Scientists have made a very big discovery about women, and it all came from a rather unusual source: the killer whale.
Scientists think they may have just unlocked a major secret of womankind, and it came from a most unlikely source living out in the ocean known as the orca, or killer whale. Along with humans, the killer whale is just one of a few species on Earth known to get menopause, and a new study of the ocean-dwelling creature may have just answered the baffling mystery of why women get it at all, or at least gotten us closer to the answer.

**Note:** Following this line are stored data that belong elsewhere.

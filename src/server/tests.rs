//! Router tests with test doubles behind the chain

use async_trait::async_trait;
use axum::{
    body::{to_bytes, Body},
    http::{header, Method, Request, StatusCode},
    Router,
};
use insta::assert_yaml_snapshot;
use serde_json::Value;
use std::sync::atomic::{AtomicUsize, Ordering};
use std::sync::{Arc, Mutex};
use tower::ServiceExt;

use ragapi_core::{
    Error, GenerationResult, LLMProvider, PromptTemplate, Result, RetrievedDocument, Retriever,
};
use ragapi_rag::RagChain;

use super::{create_router, AppState};

struct StubRetriever {
    documents: Vec<&'static str>,
    error: Option<&'static str>,
    calls: AtomicUsize,
}

#[async_trait]
impl Retriever for StubRetriever {
    async fn retrieve(&self, _question: &str) -> Result<Vec<RetrievedDocument>> {
        self.calls.fetch_add(1, Ordering::SeqCst);
        match self.error {
            Some(message) => Err(Error::VectorStore(message.to_string())),
            None => Ok(self.documents.iter().map(|d| RetrievedDocument::new(*d)).collect()),
        }
    }
}

struct StubLlm {
    answer: &'static str,
    error: Option<&'static str>,
    prompts: Mutex<Vec<String>>,
}

#[async_trait]
impl LLMProvider for StubLlm {
    async fn generate(&self, prompt: &str) -> Result<GenerationResult> {
        self.prompts.lock().unwrap().push(prompt.to_string());
        match self.error {
            Some(message) => Err(Error::LLMProvider(message.to_string())),
            None => Ok(GenerationResult {
                text: self.answer.to_string(),
                model_id: "stub".to_string(),
                tokens_used: None,
            }),
        }
    }

    fn model_id(&self) -> &str {
        "stub"
    }
}

struct Harness {
    router: Router,
    retriever: Arc<StubRetriever>,
    llm: Arc<StubLlm>,
}

fn harness(retrieval_error: Option<&'static str>, generation_error: Option<&'static str>) -> Harness {
    let retriever = Arc::new(StubRetriever {
        documents: vec!["doc1 text", "doc2 text"],
        error: retrieval_error,
        calls: AtomicUsize::new(0),
    });
    let llm = Arc::new(StubLlm {
        answer: "X is a placeholder.",
        error: generation_error,
        prompts: Mutex::new(Vec::new()),
    });
    let template = PromptTemplate::parse("Q: {question}\nC: {context}\nA:").unwrap();
    let chain = RagChain::new(retriever.clone(), llm.clone(), template);

    Harness {
        router: create_router(AppState::new(chain)),
        retriever,
        llm,
    }
}

fn post_ask(body: &str) -> Request<Body> {
    Request::builder()
        .method(Method::POST)
        .uri("/ask")
        .header(header::CONTENT_TYPE, "application/json")
        .body(Body::from(body.to_string()))
        .unwrap()
}

async fn send(router: Router, request: Request<Body>) -> (StatusCode, Value) {
    let response = router.oneshot(request).await.unwrap();
    let status = response.status();
    let bytes = to_bytes(response.into_body(), usize::MAX).await.unwrap();
    let body = serde_json::from_slice(&bytes).unwrap_or(Value::Null);
    (status, body)
}

#[tokio::test]
async fn test_root_returns_welcome() {
    let h = harness(None, None);
    let request = Request::builder().uri("/").body(Body::empty()).unwrap();

    let (status, body) = send(h.router, request).await;

    assert_eq!(status, StatusCode::OK);
    assert_yaml_snapshot!(body, @r###"
    return: welcome
    "###);
}

#[tokio::test]
async fn test_root_ignores_backend_health() {
    let h = harness(Some("qdrant down"), Some("llm down"));
    let request = Request::builder().uri("/").body(Body::empty()).unwrap();

    let (status, body) = send(h.router, request).await;

    assert_eq!(status, StatusCode::OK);
    assert_eq!(body["return"], "welcome");
    assert_eq!(h.retriever.calls.load(Ordering::SeqCst), 0);
}

#[tokio::test]
async fn test_ask_end_to_end() {
    let h = harness(None, None);

    let (status, body) = send(h.router, post_ask(r#"{"question": "What is X?"}"#)).await;

    assert_eq!(status, StatusCode::OK);
    assert_eq!(body, serde_json::json!({ "answer": "X is a placeholder." }));
    assert_eq!(
        *h.llm.prompts.lock().unwrap(),
        vec!["Q: What is X?\nC: doc1 text\n\ndoc2 text\nA:".to_string()]
    );
}

#[tokio::test]
async fn test_ask_with_empty_question_runs_pipeline() {
    let h = harness(None, None);

    let (status, _) = send(h.router, post_ask(r#"{"question": ""}"#)).await;

    assert_eq!(status, StatusCode::OK);
    assert_eq!(h.retriever.calls.load(Ordering::SeqCst), 1);
    assert_eq!(h.llm.prompts.lock().unwrap().len(), 1);
}

#[tokio::test]
async fn test_retrieval_failure_is_500_without_generation() {
    let h = harness(Some("connection refused"), None);

    let (status, body) = send(h.router, post_ask(r#"{"question": "What is X?"}"#)).await;

    assert_eq!(status, StatusCode::INTERNAL_SERVER_ERROR);
    assert_eq!(body["detail"], "Vector store error: connection refused");
    assert!(h.llm.prompts.lock().unwrap().is_empty());
}

#[tokio::test]
async fn test_generation_failure_is_500_with_detail() {
    let h = harness(None, Some("upstream returned 502"));

    let (status, body) = send(h.router, post_ask(r#"{"question": "What is X?"}"#)).await;

    assert_eq!(status, StatusCode::INTERNAL_SERVER_ERROR);
    assert_yaml_snapshot!(body, @r###"
    detail: "LLM provider error: upstream returned 502"
    "###);
}

#[tokio::test]
async fn test_missing_question_is_client_error() {
    let h = harness(None, None);

    let (status, body) = send(h.router, post_ask(r#"{"query": "What is X?"}"#)).await;

    assert_eq!(status, StatusCode::UNPROCESSABLE_ENTITY);
    assert!(body["detail"].as_str().unwrap().contains("question"));
    assert_eq!(h.retriever.calls.load(Ordering::SeqCst), 0);
}

#[tokio::test]
async fn test_malformed_body_is_client_error() {
    let h = harness(None, None);

    let (status, _) = send(h.router, post_ask("{not json")).await;

    assert!(status.is_client_error());
    assert_eq!(h.retriever.calls.load(Ordering::SeqCst), 0);
}

#[tokio::test]
async fn test_non_string_question_is_client_error() {
    let h = harness(None, None);

    let (status, _) = send(h.router, post_ask(r#"{"question": 42}"#)).await;

    assert_eq!(status, StatusCode::UNPROCESSABLE_ENTITY);
}

#[tokio::test]
async fn test_cors_preflight_allows_listed_origin() {
    let h = harness(None, None);
    let request = Request::builder()
        .method(Method::OPTIONS)
        .uri("/ask")
        .header(header::ORIGIN, "http://127.0.0.1:5500")
        .header(header::ACCESS_CONTROL_REQUEST_METHOD, "POST")
        .header(header::ACCESS_CONTROL_REQUEST_HEADERS, "content-type")
        .body(Body::empty())
        .unwrap();

    let response = h.router.oneshot(request).await.unwrap();

    assert_eq!(response.status(), StatusCode::OK);
    let headers = response.headers();
    assert_eq!(
        headers.get(header::ACCESS_CONTROL_ALLOW_ORIGIN).unwrap(),
        "http://127.0.0.1:5500"
    );
    assert_eq!(headers.get(header::ACCESS_CONTROL_ALLOW_METHODS).unwrap(), "*");
    assert_eq!(headers.get(header::ACCESS_CONTROL_ALLOW_HEADERS).unwrap(), "*");
}

#[tokio::test]
async fn test_cors_rejects_unlisted_origin() {
    let h = harness(None, None);
    let request = Request::builder()
        .uri("/")
        .header(header::ORIGIN, "http://evil.example")
        .body(Body::empty())
        .unwrap();

    let response = h.router.oneshot(request).await.unwrap();

    assert_eq!(response.status(), StatusCode::OK);
    assert!(response.headers().get(header::ACCESS_CONTROL_ALLOW_ORIGIN).is_none());
}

Menopause, when a woman’s reproductive facilities suddenly shut down when they reach middle age, seems like a strange quirk of evolution, but a study published in the journal Current Biology indicates that there may be a very good reason for it, at least for the orca. Scientists found that female killer whales tended to get more generous with sharing food as they get older, but that becomes a problem if they continue having babies as their calves stick with them their whole lives, according to a University of Exeter statement.
As the female killer whale gets older, if it continues to give birth, it not only has more calves to feed, but it also continues to share more food with the group, and that becomes an unsustainable situation. Menopause is a natural stop sign that allows the killer whale to continue to become more generous without penalizing the calves, or vice versa. And that could be a vital discovery as we seek to understand our own evolution of menopause in the human species.
Professor Darren Croft explains in the statement that “older females are more closely related to the family group than younger females. This imbalance in local relatedness between mothers and their own female offspring means that older females do best to invest more heavily in the wider family group whereas younger females should invest more in competition.”
“Our previous work shows how old females help but not why they stop reproducing,” said Professor Darren Croft. “Females of many species act as leaders in late life but continue to reproduce, but this new research shows that old females go through the menopause because they lose out in reproductive competition with their own daughters.”